Lipscomb Engineering Programs Accredited

Lipscomb University’s engineering mechanics and computer engineering majors have received national accreditation from the Accreditation Board for Engineering and Technology, officials announced today.
            ABET awarded the accreditation retroactively to October 2001 to include students who have already received degrees in the two fields, said Dr. Fred Gilliam, associate dean of the Raymond B. Jones School of Engineering at Lipscomb.
            Lipscomb has graduated ten students with engineering mechanics or computer engineering degrees since May 2002. Eighty students are enrolled in the two majors, with plans to expand to 300 students, Gilliam said. A program must produce graduates before ABET will consider accreditation.
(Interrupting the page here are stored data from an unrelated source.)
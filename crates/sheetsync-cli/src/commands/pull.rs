//! Pull command - Import the shared sheets into a local JSON file
//!
//! Provides the `sheetsync pull` CLI command which:
//! 1. Starts an engine session with an empty cabinet
//! 2. Imports every configured sheet
//! 3. Writes the resulting records as JSON (file or stdout)

use std::path::PathBuf;

use anyhow::{Context, Result};
use clap::Args;
use tracing::info;

use super::{write_snapshot, AppContext, Session};
use crate::output::{get_formatter, sheet_list};

#[derive(Debug, Args)]
pub struct PullCommand {
    /// Write the records to this file instead of stdout
    #[arg(long)]
    pub out: Option<PathBuf>,
}

impl PullCommand {
    pub async fn execute(&self, ctx: &AppContext) -> Result<()> {
        let formatter = get_formatter(ctx.format);
        let config = ctx.engine_config()?;

        let session = Session::start(config, ctx.offline, None)?;
        info!(sheets = ?session.sheets, "Pulling sheets");

        let result = session.coordinator.import_all(session.sheets.clone()).await;
        let snapshot = session.cabinet.snapshot().await;
        session.coordinator.shutdown().await;
        let report = result.context("Import failed")?;

        match &self.out {
            Some(path) => write_snapshot(path, &snapshot)?,
            None if !ctx.format.is_json() => {
                let json = serde_json::to_string_pretty(&snapshot)
                    .context("Failed to serialize records")?;
                println!("{json}");
            }
            None => {}
        }

        if ctx.format.is_json() {
            let records = match self.out {
                Some(_) => serde_json::Value::Null,
                None => serde_json::to_value(&snapshot).context("Failed to serialize records")?,
            };
            formatter.print_json(&serde_json::json!({
                "success": true,
                "applied": report.applied,
                "skipped": report.skipped,
                "missing": report.missing,
                "objects": snapshot.objects.len(),
                "stats": snapshot.stats.len(),
                "out": self.out.as_ref().map(|p| p.display().to_string()),
                "records": records,
            }));
        } else if self.out.is_some() {
            formatter.success(&format!(
                "Pulled {} item definitions and {} transactions",
                snapshot.objects.len(),
                snapshot.stats.len()
            ));
            formatter.info(&format!("Applied: {}", sheet_list(&report.applied)));
            if !report.missing.is_empty() {
                formatter.warn(&format!(
                    "Missing remotely: {}",
                    sheet_list(&report.missing)
                ));
            }
        }

        Ok(())
    }
}
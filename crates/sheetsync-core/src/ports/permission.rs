//! Permission gate port
//!
//! Role resolution happens elsewhere; the engine only asks whether the
//! current user may edit at all.

use std::sync::atomic::{AtomicBool, Ordering};

/// Yes/no edit permission consumed by the export pipeline
pub trait IPermissionGate: Send + Sync {
    /// Returns true if local mutations may be exported
    fn can_edit(&self) -> bool;
}

/// Gate that always allows edits
#[derive(Debug, Clone, Copy, Default)]
pub struct AllowAll;

impl IPermissionGate for AllowAll {
    fn can_edit(&self) -> bool {
        true
    }
}

/// Gate backed by a flag that can be flipped at runtime
///
/// Useful when the surrounding application resolves roles after login.
#[derive(Debug, Default)]
pub struct StaticPermission {
    can_edit: AtomicBool,
}

impl StaticPermission {
    /// Creates a gate with the given initial answer
    pub fn new(can_edit: bool) -> Self {
        Self {
            can_edit: AtomicBool::new(can_edit),
        }
    }

    /// Changes the answer
    pub fn set(&self, can_edit: bool) {
        self.can_edit.store(can_edit, Ordering::SeqCst);
    }
}

impl IPermissionGate for StaticPermission {
    fn can_edit(&self) -> bool {
        self.can_edit.load(Ordering::SeqCst)
    }
}
//! SheetSync Core - Domain types, snapshot codec and ports
//!
//! This crate contains the hexagonal architecture core with:
//! - **Domain types** - `SheetName`, `Grid`, `ContentHash`, `ItemDefinition`, `Transaction`
//! - **Snapshot codec** - records to grids and back, canonical content hashing
//! - **Port definitions** - Traits for adapters: `IRemoteStore`, `ILocalRecords`, `IPermissionGate`
//! - **Configuration** - YAML configuration with validation and a builder
//!
//! # Architecture
//!
//! This crate follows the hexagonal (ports & adapters) architecture pattern.
//! The domain module holds plain data and validation. Ports define trait
//! interfaces that the sync engine consumes and adapter crates implement.

pub mod codec;
pub mod config;
pub mod domain;
pub mod ports;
            ABET is the only engineering accrediting agency recognized by the U.S. government. Accreditation is often vital in professional development. In Tennessee and several other states, students planning to pursue professional engineering licensure must graduate from an accredited program, and many employers will only hire graduates from ABET-accredited programs, Gilliam said.
“There is a certain amount of credibility and quality communicated by a student who can say he or she graduated from an ABET-accredited program,” Gilliam said.
            ABET considers a variety of factors before accrediting a program, including the quality and preparation of the faculty, laboratory facilities, curriculum, integration of the engineering program into the university at large, attitude and quality of students, and continuous improvement programs, Gilliam said.
“ABET has strengthened its commitment to general education and has required institutions to demonstrate that the general education program is effective in building the ‘soft skills’ necessary for engineering success in a global and societal context,” he said.
ABET expects programs to prepare graduates to work with engineers from other parts of the world in situations where technical solutions must be blended with sociological solutions. Programs are also expected to emphasize lifelong learning skills, environmental awareness and a strong ethical foundation, he said
ABET has “eleven outcomes they expect of each engineering graduate. We add to those outcomes by connecting engineering skills with the spiritual growth that is central to the Lipscomb experience,” Gilliam said.
Lipscomb had a head start on developing its engineering majors because of a long-standing pre-engineering program, which provided an immediate source of students for the new majors.
            “Building on that program, we developed a curriculum for a full four-year program and brought in a top-notch faculty that is among the best I’ve taught with at four universities,” Gilliam said.